Spacecraft properties
- Bus: STAR-2
- Manufacturer: Orbital Sciences
- Launch mass: 2491 kg

Start of mission
- Launch date: 5 October 2007, 22:02 UTC
- Rocket: Ariane 5 GS
- Launch site: Kourou, ELA-3
- Contractor: Arianespace

Orbital parameters
- Reference system: Geocentric orbit
- Regime: Geostationary orbit
- Longitude: 43.0° West

Transponders
- Band: 16 C-band 18 Ku-band
- Bandwidth: 36 MHz
- Coverage area: Americas and Europe

= Intelsat 11 =

Communications satellite

Intelsat 11 is a communications satellite owned by Intelsat and located at 43.0° West longitude, serving the Americas market. Intelsat 11 replaced Intelsat 3R which was nearing the end of its design life. Intelsat 11 was built by Orbital Sciences Corporation, as part of its STAR-2 line. Intelsat 11 was formerly known as PAS-11. It was launched 5 October 2007 by an Ariane 5 GS.

Intelsat 11 is designed to deliver C-band services to Intelsat's customers in the continental United States and also serve as DirecTV Latin America's Ku-band downlink for coverage of Brazil.

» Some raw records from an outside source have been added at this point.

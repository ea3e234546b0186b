//! Ad-hoc passthrough queries against the analytics store.
//!
//! The gateway forwards caller-supplied statement text unmodified, with no
//! validation or parameterization. Only privileged operational surfaces may
//! hold a gateway.

use serde_json::{Map, Value};

use crate::error::QueryError;
use crate::store::ArcAnalyticsStore;

pub struct QueryGateway {
    analytics: ArcAnalyticsStore,
}

impl QueryGateway {
    pub fn new(analytics: ArcAnalyticsStore) -> Self {
        Self { analytics }
    }

    /// Run a read statement; every result row becomes an ordered mapping
    /// from column name to a primitive or text value.
    pub async fn query_select(
        &self,
        statement: &str,
    ) -> Result<Vec<Map<String, Value>>, QueryError> {
        self.analytics
            .select(statement)
            .await
            .map_err(QueryError::from)
    }

    /// Run a statement with no expected result set.
    pub async fn query_exec(&self, statement: &str) -> Result<(), QueryError> {
        self.analytics.exec(statement).await.map_err(QueryError::from)
    }
}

Intelsat 11 is designed to assume the responsibilities of current customers for Intelsat 3R.

In February 2023, Intelsat announced its intent to move Intelsat 11 to a backup satellite asset and allowing the satellite to drift to an inclined geosynchronous orbit with eventual intent to retire it to a graveyard orbit.